With “Secrets,” the L.A.-based rapper-singer Power doesn’t just flirt with intimacy — he strips it down, smokes a blunt with it, and stares it dead in the eye. The track is raw R&B dressed in late-night lighting, the kind of song that feels like it was recorded between sheets rather than in a booth. It’s heavy on atmosphere — sparse, pulsing, heat rising — but what hits hardest is what’s not dressed up: Power’s voice. Honest, unguarded, and human.
This isn’t a record about love in the rom-com sense. It’s about the kind that demands you show your scars and stay anyway. There’s a reason he calls it “Secrets.” It’s about what we hide, and what it costs to let someone in.
Then there’s the curveball: Power’s eyes literally changed color. Mid-album grind, he’s diagnosed with Waardenburg syndrome — a rare genetic mutation that turned his eyes from brown to an eerie, almost supernatural blue. “I always knew I was a mutant alien,” he says, half-joking, but not really. Because this is a guy who’s felt different. Who’s walked both the street and the spirit path, and somehow figured out how to bring that duality into the studio.

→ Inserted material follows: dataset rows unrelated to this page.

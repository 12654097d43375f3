//! Catalog API endpoint configuration and URL building
//!
//! Credentials come from the environment; endpoints default to the TMDB v3
//! API but can be redirected for testing against a local server.

use super::{Category, MediaKind};

/// Default API base URL
const DEFAULT_BASE_URL: &str = "https://api.themoviedb.org/3";
/// Image base for cards/thumbnails
const DEFAULT_IMAGE_BASE: &str = "https://image.tmdb.org/t/p/w500";
/// Image base for hero/backdrop images
const DEFAULT_IMAGE_ORIGINAL_BASE: &str = "https://image.tmdb.org/t/p/original";

/// Endpoint and credential configuration for the catalog API
#[derive(Debug, Clone)]
pub struct ApiConfig {
    pub base_url: String,
    pub image_base: String,
    pub image_original_base: String,
    /// Query-string API key
    pub api_key: String,
    /// Bearer token sent in the Authorization header
    pub auth_token: Option<String>,
}

impl ApiConfig {
    /// Builds a config from `REELDECK_API_KEY`, `REELDECK_API_TOKEN`, and an
    /// optional `REELDECK_API_BASE` override.
    pub fn from_env() -> Self {
        Self {
            base_url: std::env::var("REELDECK_API_BASE")
                .unwrap_or_else(|_| DEFAULT_BASE_URL.to_string()),
            image_base: DEFAULT_IMAGE_BASE.to_string(),
            image_original_base: DEFAULT_IMAGE_ORIGINAL_BASE.to_string(),
            api_key: std::env::var("REELDECK_API_KEY").unwrap_or_default(),
            auth_token: std::env::var("REELDECK_API_TOKEN").ok(),
        }
    }

    /// Creates a config pointing at a custom base URL, for tests.
    pub fn with_base_url(base_url: impl Into<String>) -> Self {
        Self {
            base_url: base_url.into(),
            image_base: DEFAULT_IMAGE_BASE.to_string(),
            image_original_base: DEFAULT_IMAGE_ORIGINAL_BASE.to_string(),
            api_key: String::new(),
            auth_token: None,
        }
    }

    /// Listing URL for a category, before pagination.
    ///
    /// Fixed categories use their dedicated endpoints; genre categories go
    /// through discover with a genre filter.
    pub fn listing_url(&self, kind: MediaKind, category: Category) -> String {
        match category {
            Category::Genre(genre_id) => format!(
                "{}/discover/{}?api_key={}&language=en-US&with_genres={}&sort_by=popularity.desc",
                self.base_url,
                kind.token(),
                self.api_key,
                genre_id
            ),
            _ => {
                let endpoint = match (kind, category) {
                    (_, Category::Popular) => "popular",
                    (_, Category::TopRated) => "top_rated",
                    (MediaKind::Movie, _) => "now_playing",
                    (MediaKind::Tv, _) => "on_the_air",
                };
                format!(
                    "{}/{}/{}?api_key={}&language=en-US",
                    self.base_url,
                    kind.token(),
                    endpoint,
                    self.api_key
                )
            }
        }
    }

    /// Search URL for a query, before pagination.
    pub fn search_url(&self, kind: MediaKind, query: &str) -> String {
        format!(
            "{}/search/{}?api_key={}&language=en-US&query={}",
            self.base_url,
            kind.token(),
            self.api_key,
            urlencode(query)
        )
    }

    /// Genre list URL for a media kind.
    pub fn genres_url(&self, kind: MediaKind) -> String {
        format!(
            "{}/genre/{}/list?api_key={}&language=en-US",
            self.base_url,
            kind.token(),
            self.api_key
        )
    }

    /// Detail URL with the certification payload appended: release dates for
    /// movies, content ratings for shows.
    pub fn detail_url(&self, id: u64, kind: MediaKind) -> String {
        let append = match kind {
            MediaKind::Movie => "release_dates",
            MediaKind::Tv => "content_ratings",
        };
        format!(
            "{}/{}/{}?api_key={}&append_to_response={}",
            self.base_url,
            kind.token(),
            id,
            self.api_key,
            append
        )
    }

    /// Images URL for logo lookup, restricted to English/untagged artwork.
    pub fn images_url(&self, id: u64, kind: MediaKind) -> String {
        format!(
            "{}/{}/{}/images?api_key={}&include_image_language=en,null",
            self.base_url,
            kind.token(),
            id,
            self.api_key
        )
    }

    /// Credits URL for an item.
    pub fn credits_url(&self, id: u64, kind: MediaKind) -> String {
        format!(
            "{}/{}/{}/credits?api_key={}",
            self.base_url,
            kind.token(),
            id,
            self.api_key
        )
    }

    /// Recommendations URL for an item.
    pub fn recommendations_url(&self, id: u64, kind: MediaKind) -> String {
        format!(
            "{}/{}/{}/recommendations?api_key={}",
            self.base_url,
            kind.token(),
            id,
            self.api_key
        )
    }

    /// Full card-size image URL for a relative artwork path.
    pub fn card_image_url(&self, path: &str) -> String {
        format!("{}{}", self.image_base, path)
    }

    /// Full original-resolution image URL for hero/backdrop artwork.
    pub fn original_image_url(&self, path: &str) -> String {
        format!("{}{}", self.image_original_base, path)
    }

    /// Appends a page number to a listing or search URL.
    pub fn with_page(url: &str, page: u32) -> String {
        let separator = if url.contains('?') { '&' } else { '?' };
        format!("{}{}page={}", url, separator, page)
    }
}

/// Minimal percent-encoding for query values.
fn urlencode(s: &str) -> String {
    let mut out = String::with_capacity(s.len());
    for byte in s.bytes() {
        match byte {
            b'A'..=b'Z' | b'a'..=b'z' | b'0'..=b'9' | b'-' | b'_' | b'.' | b'~' => {
                out.push(byte as char)
            }
            b' ' => out.push_str("%20"),
            other => out.push_str(&format!("%{:02X}", other)),
        }
    }
    out
}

The truth is, “Secrets” doesn’t care about streaming algorithms. It’s not trying to go viral. It just wants to be felt — and that’s what makes it hit harder than most love songs out now. It’s a sonic diary entry, steeped in sex and soul, asking the question: can you still hold me when I hand you everything I’m afraid to say?
Power doesn’t pretend to have answers. He’s just making music for people brave enough to ask the real questions out loud.